You're an ignorant, mouthy slob, and one day I'll take great pleasure in telling you so straight to your fat, drunken face - preferably with my fist, to drive the point home. Ros picked up a pile of plates, but as she turned her foot skidded on a patch of something slippery. Thrown off balance, she went sprawling head first in a cacophony of smashing crockery, almost taking one of the FSB officers with her.
She was already automatically cringing and apologising as Dima yanked her roughly to her feet, scraping her legs against the shards of broken plate and laddering her tights in the process.
"Durochka! You clumsy cow, that'll be docked out of your pay!" He gave her a shove that knocked her into the table. "Clear that mess up, you useless Balt!"
"Yes - yes … I – I'm sorry," Irina shrank away from him. "Sorry." She kicked off her other shoe and squatted awkwardly in her tight skirt, picking up the broken pieces, as Dima shouted for Olga.
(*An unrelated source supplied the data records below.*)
//! Login password and SSH access inside the target root.

use anyhow::{Context, Result};
use std::fs;

use crate::chroot::chroot_cmd;
use crate::chroot::mounts::BOOT_DIR;
use crate::config::Config;
use crate::process::CommandRunner;
use crate::session::{BuildMode, BuildSession};

/// Set the login user's password, if one was given.
///
/// The `user:password` pair goes to `chpasswd` on stdin so it never shows up
/// in a process listing.
pub fn configure_password(
    session: &BuildSession,
    runner: &dyn CommandRunner,
    config: &Config,
) -> Result<bool> {
    let password = session.password_value();
    if password.is_empty() {
        match session.mode {
            BuildMode::Base => tracing::warn!("No password given; keeping the image default"),
            BuildMode::Incremental => tracing::info!("Inheriting password from the base image"),
        }
        return Ok(false);
    }

    chroot_cmd(&session.mount_point())
        .arg("chpasswd")
        .stdin_data(format!("{}:{}\n", config.pi_user, password))
        .secret(password)
        .error_msg(format!("Failed to set password for {}", config.pi_user))
        .run_with(runner)?;
    tracing::info!("Password set for {}", config.pi_user);
    Ok(true)
}

/// Whether this session should (re)enable SSH.
pub fn wants_ssh(session: &BuildSession) -> bool {
    match session.mode {
        BuildMode::Base => true,
        BuildMode::Incremental => !session.password_value().is_empty(),
    }
}

/// Enable the SSH server on first boot and in the default target.
pub fn enable_ssh(session: &BuildSession, runner: &dyn CommandRunner) -> Result<()> {
    let root = session.mount_point();
    let flag = root.join(BOOT_DIR).join("ssh");
    if let Some(parent) = flag.parent() {
        fs::create_dir_all(parent)?;
    }
    fs::write(&flag, "").with_context(|| format!("Failed to create {}", flag.display()))?;

    chroot_cmd(&root)
        .args(["systemctl", "enable", "ssh"])
        .error_msg("Failed to enable ssh")
        .run_with(runner)?;
    tracing::info!("SSH enabled");
    Ok(())
}
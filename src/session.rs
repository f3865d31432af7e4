//! Build session state.
//!
//! A [`BuildSession`] is created once from the command line and passed by
//! reference to every component. The only kernel-visible state it owns is the
//! attached loop device and the mount stage in [`MountState`].

use std::fmt;
use std::path::{Path, PathBuf};
use std::str::FromStr;

use crate::deps::DependencySet;
use crate::error::BuildError;
use crate::hooks::HookSpec;
use crate::process::MASK;

/// Name of the mount point directory inside the work dir.
pub const MOUNT_DIR: &str = "mnt";
/// Crash-recovery marker holding the attached loop device path.
pub const LOOP_MARKER: &str = "loop_device";
/// Advisory lock file guarding the work dir.
pub const LOCK_FILE: &str = ".pibake.lock";

/// Which pipeline stage to run.
#[derive(Debug, Clone, Copy, PartialEq, Eq)]
pub enum BuildMode {
    /// Fresh image: resize, install runtime + build dependencies.
    Base,
    /// Start from a base image: run hooks, purge build dependencies.
    Incremental,
}

impl FromStr for BuildMode {
    type Err = BuildError;

    fn from_str(s: &str) -> Result<Self, Self::Err> {
        match s.trim().to_ascii_lowercase().as_str() {
            "base" => Ok(BuildMode::Base),
            "incremental" | "incr" => Ok(BuildMode::Incremental),
            other => Err(BuildError::InvalidMode(other.to_string())),
        }
    }
}

impl fmt::Display for BuildMode {
    fn fmt(&self, f: &mut fmt::Formatter<'_>) -> fmt::Result {
        match self {
            BuildMode::Base => write!(f, "base"),
            BuildMode::Incremental => write!(f, "incremental"),
        }
    }
}

/// A string that never prints itself.
#[derive(Clone, Default, PartialEq, Eq)]
pub struct Secret(String);

impl Secret {
    pub fn new(value: impl Into<String>) -> Self {
        Self(value.into())
    }

    /// The real value. Only for feeding stdin or child environments.
    pub fn expose(&self) -> &str {
        &self.0
    }

    pub fn is_empty(&self) -> bool {
        self.0.is_empty()
    }
}

impl fmt::Debug for Secret {
    fn fmt(&self, f: &mut fmt::Formatter<'_>) -> fmt::Result {
        write!(f, "Secret({})", MASK)
    }
}

impl fmt::Display for Secret {
    fn fmt(&self, f: &mut fmt::Formatter<'_>) -> fmt::Result {
        f.write_str(MASK)
    }
}

/// Progress of the mount/chroot state machine.
#[derive(Debug, Clone, Copy, PartialEq, Eq, PartialOrd, Ord, Default)]
pub enum SessionStage {
    #[default]
    Unattached,
    LoopAttached,
    PartitionsMounted,
    PseudoFsBound,
    EmulatorInstalled,
    Ready,
    TornDown,
}

/// Mutable mount state owned by the session.
#[derive(Debug, Clone, Default)]
pub struct MountState {
    pub loop_device: Option<String>,
    pub stage: SessionStage,
}

/// One build invocation.
#[derive(Debug, Clone)]
pub struct BuildSession {
    pub mode: BuildMode,
    pub source_image: PathBuf,
    pub work_dir: PathBuf,
    /// File name of the image inside `work_dir`.
    pub image_name: String,
    pub password: Option<Secret>,
    pub extend_size_mb: u64,
    pub runtime_deps: DependencySet,
    pub build_deps: DependencySet,
    pub hooks: Vec<HookSpec>,
    pub post_build_script: Option<PathBuf>,
    pub keep_build_deps: bool,
    pub debug: bool,
    /// Reuse an existing work image instead of extracting a fresh one.
    pub reuse_image: bool,
    pub mount: MountState,
}

impl BuildSession {
    /// Start a session with empty collections; callers fill in the rest.
    pub fn new(mode: BuildMode, source_image: PathBuf, work_dir: PathBuf) -> Self {
        let image_name = default_image_name(&source_image);
        Self {
            mode,
            source_image,
            work_dir,
            image_name,
            password: None,
            extend_size_mb: 0,
            runtime_deps: DependencySet::disabled("runtime", crate::deps::DepIntent::Runtime),
            build_deps: DependencySet::disabled("build", crate::deps::DepIntent::InstallThenPurge),
            hooks: Vec::new(),
            post_build_script: None,
            keep_build_deps: false,
            debug: false,
            reuse_image: false,
            mount: MountState::default(),
        }
    }

    /// The mutable disk image being customized.
    pub fn image_path(&self) -> PathBuf {
        self.work_dir.join(&self.image_name)
    }

    /// Root of the mounted target filesystem.
    pub fn mount_point(&self) -> PathBuf {
        self.work_dir.join(MOUNT_DIR)
    }

    pub fn loop_marker(&self) -> PathBuf {
        self.work_dir.join(LOOP_MARKER)
    }

    /// Password value for the hook environment (empty if unchanged).
    pub fn password_value(&self) -> &str {
        self.password.as_ref().map(Secret::expose).unwrap_or("")
    }
}

/// Derive the work image name from the source: compression suffixes are
/// dropped so `foo.img.xz` and `foo.zip` both become `foo.img`.
pub fn default_image_name(source: &Path) -> String {
    let name = source
        .file_name()
        .map(|n| n.to_string_lossy().into_owned())
        .unwrap_or_else(|| "image.img".to_string());

    let stem = name
        .strip_suffix(".xz")
        .or_else(|| name.strip_suffix(".zip"))
        .unwrap_or(&name);

    if stem.ends_with(".img") {
        stem.to_string()
    } else {
        format!("{}.img", stem)
    }
}

#[cfg(test)]
mod tests {
    use super::*;

    #[test]
    fn test_mode_parsing() {
        assert_eq!("base".parse::<BuildMode>().unwrap(), BuildMode::Base);
        assert_eq!(
            "Incremental".parse::<BuildMode>().unwrap(),
            BuildMode::Incremental
        );
        let err = "full".parse::<BuildMode>().unwrap_err();
        assert!(matches!(err, BuildError::InvalidMode(m) if m == "full"));
    }

    #[test]
    fn test_secret_never_prints() {
        let secret = Secret::new("raspberry");
        assert_eq!(format!("{}", secret), MASK);
        assert!(!format!("{:?}", secret).contains("raspberry"));
        assert_eq!(secret.expose(), "raspberry");
    }

    #[test]
    fn test_session_debug_masks_password() {
        let mut session = BuildSession::new(
            BuildMode::Base,
            PathBuf::from("/images/os.img"),
            PathBuf::from("/work"),
        );
        session.password = Some(Secret::new("raspberry"));
        assert!(!format!("{:?}", session).contains("raspberry"));
    }

    #[test]
    fn test_default_image_name() {
        assert_eq!(default_image_name(Path::new("/a/os.img")), "os.img");
        assert_eq!(default_image_name(Path::new("/a/os.img.xz")), "os.img");
        assert_eq!(default_image_name(Path::new("/a/os.zip")), "os.img");
    }

    #[test]
    fn test_workspace_paths() {
        let session = BuildSession::new(
            BuildMode::Incremental,
            PathBuf::from("/images/base.img"),
            PathBuf::from("/work"),
        );
        assert_eq!(session.image_path(), PathBuf::from("/work/base.img"));
        assert_eq!(session.mount_point(), PathBuf::from("/work/mnt"));
        assert_eq!(session.loop_marker(), PathBuf::from("/work/loop_device"));
        assert_eq!(session.password_value(), "");
    }
}
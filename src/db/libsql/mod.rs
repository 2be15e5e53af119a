//! Embedded libSQL backend.
//!
//! One local database file holds the whole firm's data. Connections are
//! cheap re-connects to the same file; every connection gets a busy timeout
//! so immediate (write-locking) transactions from concurrent writers queue
//! instead of failing straight away.

mod cases;
mod contacts;
mod modules;

use std::path::Path;

use async_trait::async_trait;
use chrono::{DateTime, NaiveDate, NaiveDateTime, Utc};

use crate::db::Database;
use crate::error::DatabaseError;

const MIGRATIONS: &[(&str, &str)] = &[
    (
        "001_cases",
        "CREATE TABLE IF NOT EXISTS cases (\n\
             id TEXT PRIMARY KEY,\n\
             title TEXT NOT NULL,\n\
             office_file_number INTEGER,\n\
             file_number_locked INTEGER NOT NULL DEFAULT 0,\n\
             court_name TEXT,\n\
             court_circle TEXT,\n\
             filing_date TEXT,\n\
             first_degree_case_number TEXT,\n\
             second_degree_case_number TEXT,\n\
             case_type TEXT,\n\
             client_status TEXT,\n\
             opponent_status TEXT,\n\
             opponent_name TEXT,\n\
             opponent_address TEXT,\n\
             opponent_phone TEXT,\n\
             opponent_attorney_name TEXT,\n\
             opponent_attorney_phone TEXT,\n\
             tags TEXT NOT NULL DEFAULT '[]',\n\
             created_at TEXT NOT NULL DEFAULT (datetime('now')),\n\
             updated_at TEXT NOT NULL DEFAULT (datetime('now'))\n\
         );\n\
         CREATE UNIQUE INDEX IF NOT EXISTS idx_cases_office_file_number\n\
             ON cases (office_file_number) WHERE office_file_number IS NOT NULL;",
    ),
    (
        "002_contact_profiles",
        "CREATE TABLE IF NOT EXISTS contact_profiles (\n\
             id TEXT PRIMARY KEY,\n\
             kind TEXT NOT NULL,\n\
             name TEXT NOT NULL,\n\
             client_open_date TEXT,\n\
             name_en TEXT,\n\
             nationality TEXT,\n\
             residence_country TEXT,\n\
             national_id TEXT,\n\
             passport_number TEXT,\n\
             birth_date TEXT,\n\
             sex TEXT,\n\
             preferred_language TEXT,\n\
             communication_preferences TEXT,\n\
             representative TEXT,\n\
             representative_title TEXT,\n\
             entity_type TEXT,\n\
             commercial_register_no TEXT,\n\
             tax_registration_number TEXT,\n\
             company_activity TEXT,\n\
             created_at TEXT NOT NULL DEFAULT (datetime('now')),\n\
             updated_at TEXT NOT NULL DEFAULT (datetime('now'))\n\
         );\n\
         CREATE INDEX IF NOT EXISTS idx_contact_profiles_kind\n\
             ON contact_profiles (kind, name);",
    ),
    (
        "003_companion_modules",
        "CREATE TABLE IF NOT EXISTS companion_modules (\n\
             name TEXT PRIMARY KEY,\n\
             active INTEGER NOT NULL DEFAULT 0,\n\
             created_at TEXT NOT NULL DEFAULT (datetime('now')),\n\
             updated_at TEXT NOT NULL DEFAULT (datetime('now'))\n\
         );\n\
         CREATE TABLE IF NOT EXISTS app_meta (\n\
             key TEXT PRIMARY KEY,\n\
             value TEXT NOT NULL,\n\
             updated_at TEXT NOT NULL DEFAULT (datetime('now'))\n\
         );",
    ),
];

pub struct LibSqlBackend {
    db: libsql::Database,
}

impl LibSqlBackend {
    /// Open (or create) a local database file.
    pub async fn new_local(path: impl AsRef<Path>) -> Result<Self, DatabaseError> {
        let db = libsql::Builder::new_local(path.as_ref())
            .build()
            .await
            .map_err(|e| DatabaseError::Pool(e.to_string()))?;
        Ok(Self { db })
    }

    pub(crate) async fn connect(&self) -> Result<libsql::Connection, DatabaseError> {
        let conn = self
            .db
            .connect()
            .map_err(|e| DatabaseError::Pool(e.to_string()))?;
        // Writers contending for BEGIN IMMEDIATE wait instead of erroring.
        let _ = conn.query("PRAGMA busy_timeout = 5000", ()).await?;
        Ok(conn)
    }
}

#[async_trait]
impl Database for LibSqlBackend {
    async fn run_migrations(&self) -> Result<(), DatabaseError> {
        let conn = self.connect().await?;
        conn.execute(
            "CREATE TABLE IF NOT EXISTS schema_migrations (\n\
                 name TEXT PRIMARY KEY,\n\
                 applied_at TEXT NOT NULL DEFAULT (datetime('now'))\n\
             )",
            (),
        )
        .await?;

        for (name, sql) in MIGRATIONS {
            let applied = conn
                .query(
                    "SELECT 1 FROM schema_migrations WHERE name = ?1 LIMIT 1",
                    libsql::params![*name],
                )
                .await?
                .next()
                .await?
                .is_some();
            if applied {
                continue;
            }

            conn.execute_batch(sql)
                .await
                .map_err(|e| DatabaseError::Migration {
                    name: (*name).to_string(),
                    reason: e.to_string(),
                })?;
            conn.execute(
                "INSERT INTO schema_migrations (name) VALUES (?1)",
                libsql::params![*name],
            )
            .await?;
            tracing::debug!(migration = name, "applied schema migration");
        }

        Ok(())
    }
}

// ==================== Row and value helpers ====================

pub(crate) fn get_text(row: &libsql::Row, idx: i32) -> String {
    row.get::<String>(idx).unwrap_or_default()
}

pub(crate) fn get_opt_text(row: &libsql::Row, idx: i32) -> Option<String> {
    row.get::<Option<String>>(idx).ok().flatten()
}

pub(crate) fn get_i64(row: &libsql::Row, idx: i32) -> i64 {
    row.get::<i64>(idx).unwrap_or_default()
}

pub(crate) fn get_opt_i64(row: &libsql::Row, idx: i32) -> Option<i64> {
    row.get::<Option<i64>>(idx).ok().flatten()
}

pub(crate) fn opt_text(value: Option<&str>) -> libsql::Value {
    match value {
        Some(text) => libsql::Value::Text(text.to_string()),
        None => libsql::Value::Null,
    }
}

pub(crate) fn opt_text_owned(value: Option<String>) -> libsql::Value {
    match value {
        Some(text) => libsql::Value::Text(text),
        None => libsql::Value::Null,
    }
}

pub(crate) fn opt_i64(value: Option<i64>) -> libsql::Value {
    match value {
        Some(n) => libsql::Value::Integer(n),
        None => libsql::Value::Null,
    }
}

pub(crate) fn fmt_date(date: &NaiveDate) -> String {
    date.format("%Y-%m-%d").to_string()
}

pub(crate) fn parse_date(raw: &str) -> Result<NaiveDate, DatabaseError> {
    NaiveDate::parse_from_str(raw, "%Y-%m-%d")
        .map_err(|e| DatabaseError::Serialization(format!("invalid date '{}': {}", raw, e)))
}

/// Accepts both RFC 3339 and SQLite's `datetime('now')` format.
pub(crate) fn parse_timestamp(raw: &str) -> Result<DateTime<Utc>, DatabaseError> {
    if let Ok(dt) = DateTime::parse_from_rfc3339(raw) {
        return Ok(dt.with_timezone(&Utc));
    }
    NaiveDateTime::parse_from_str(raw, "%Y-%m-%d %H:%M:%S")
        .map(|dt| dt.and_utc())
        .map_err(|e| DatabaseError::Serialization(format!("invalid timestamp '{}': {}", raw, e)))
}
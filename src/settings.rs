//! File-backed settings (`casedesk.toml`).
//!
//! Settings provide the defaults; environment variables override them during
//! [`crate::config::AppConfig::resolve`]. A missing settings file is fine,
//! everything has a default.

use std::path::Path;

use serde::Deserialize;

use crate::error::ConfigError;

pub const DEFAULT_SETTINGS_PATH: &str = "casedesk.toml";

#[derive(Debug, Clone, Deserialize)]
#[serde(default)]
pub struct Settings {
    pub database: DatabaseSettings,
    pub firm: FirmSettings,
}

#[derive(Debug, Clone, Deserialize)]
#[serde(default)]
pub struct DatabaseSettings {
    /// Path of the local database file.
    pub path: String,
}

#[derive(Debug, Clone, Deserialize)]
#[serde(default)]
pub struct FirmSettings {
    /// Language used for the app menu and vocabulary (ar, en, fr, other).
    pub menu_language: String,
}

impl Default for Settings {
    fn default() -> Self {
        Self {
            database: DatabaseSettings::default(),
            firm: FirmSettings::default(),
        }
    }
}

impl Default for DatabaseSettings {
    fn default() -> Self {
        Self {
            path: "casedesk.db".to_string(),
        }
    }
}

impl Default for FirmSettings {
    fn default() -> Self {
        Self {
            menu_language: "en".to_string(),
        }
    }
}

impl Settings {
    /// Load settings from `path`, falling back to defaults when the file
    /// does not exist. A file that exists but fails to parse is an error.
    pub fn load(path: &Path) -> Result<Self, ConfigError> {
        let raw = match std::fs::read_to_string(path) {
            Ok(raw) => raw,
            Err(err) if err.kind() == std::io::ErrorKind::NotFound => {
                return Ok(Self::default());
            }
            Err(err) => {
                return Err(ConfigError::SettingsRead {
                    path: path.display().to_string(),
                    source: err,
                });
            }
        };

        toml::from_str(&raw).map_err(|source| ConfigError::SettingsParse {
            path: path.display().to_string(),
            source,
        })
    }
}

#[cfg(test)]
mod tests {
    use super::*;

    #[test]
    fn missing_settings_file_falls_back_to_defaults() {
        let settings =
            Settings::load(Path::new("definitely-not-here/casedesk.toml")).expect("defaults");
        assert_eq!(settings.database.path, "casedesk.db");
        assert_eq!(settings.firm.menu_language, "en");
    }

    #[test]
    fn settings_parse_partial_toml() {
        let settings: Settings =
            toml::from_str("[firm]\nmenu_language = \"ar\"\n").expect("partial toml");
        assert_eq!(settings.firm.menu_language, "ar");
        assert_eq!(settings.database.path, "casedesk.db");
    }
}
"You're bleeding." Ros looked up at the voice and saw the FSB officer who had been watching her earlier, standing over her. He pointed at her leg. "And you're going to cut your feet as well in a minute."
"It – it's nothing." Irina managed to summon up a timid smile, although every nerve was flashing warning signals to Ros's brain. She swept the broken crockery into a heap. "My fault … it's nothing, honestly." She could feel his eyes following every movement she made.
"You need a broom," he said.
"I'll fetch one." Anything to get out of your way. Ros stood, but as she did, a wave of dizziness swept over her.
"Easy." His hand was on her arm. Ros wanted to pull away, but she allowed Irina to steady herself first. She looked up into a pair of smiling blue eyes, and as memories flooded back Ros felt the floor rock again.
"You're not having the best of evenings …? "
"Irina Alexeyevna." Ros swallowed; her throat felt as if someone had lined it with sandpaper, and her heart was racing far too fast.
"Bychkov, Alexander Kirillovich, at your service." He inclined his head. "You look a little faint, Irina Alexeyevna. Is anything wrong?" He was watching her closely, and Ros thought she heard a slight emphasis on her name.
Yes. I don't trust you, and I need to get the bloody hell out of here. She shook her head.
"No … thank you. I – I'm just tired. I - er - I need to get home, that's all."
"Allow me to take you." Before she could react, he had crossed to Dima and was speaking rapidly to him. Irina stood, wringing her hands anxiously even as Ros swiftly considered her skimpy menu of options. She could run, but if she did that she would turn Bychkov's attention – which might still be nothing more than a man's interest in an unattached woman - into suspicion. She could decline his company, which might anger him – or she could play along. Instinct urged 'run'. Fifteen years in the Service said 'don't panic.'
The decision was taken from her as Bychkov returned.
"Yours, I believe?" He handed Ros the envelope containing the wages that she was certain that a scowling Dima had been intending not to pay her. "Perhaps you would care to change? My car is parked nearby, and Mr Latushkin has agreed that you can leave."
I'll bet he has. Ros had recognised the flashes on his uniform. Even Dima Latushkin, small-time crook and big-mouth bully, couldn't argue with a major in the FSB.
And neither can Irina Selesnikova. She swallowed, smiled shyly back at him, and went downstairs to change.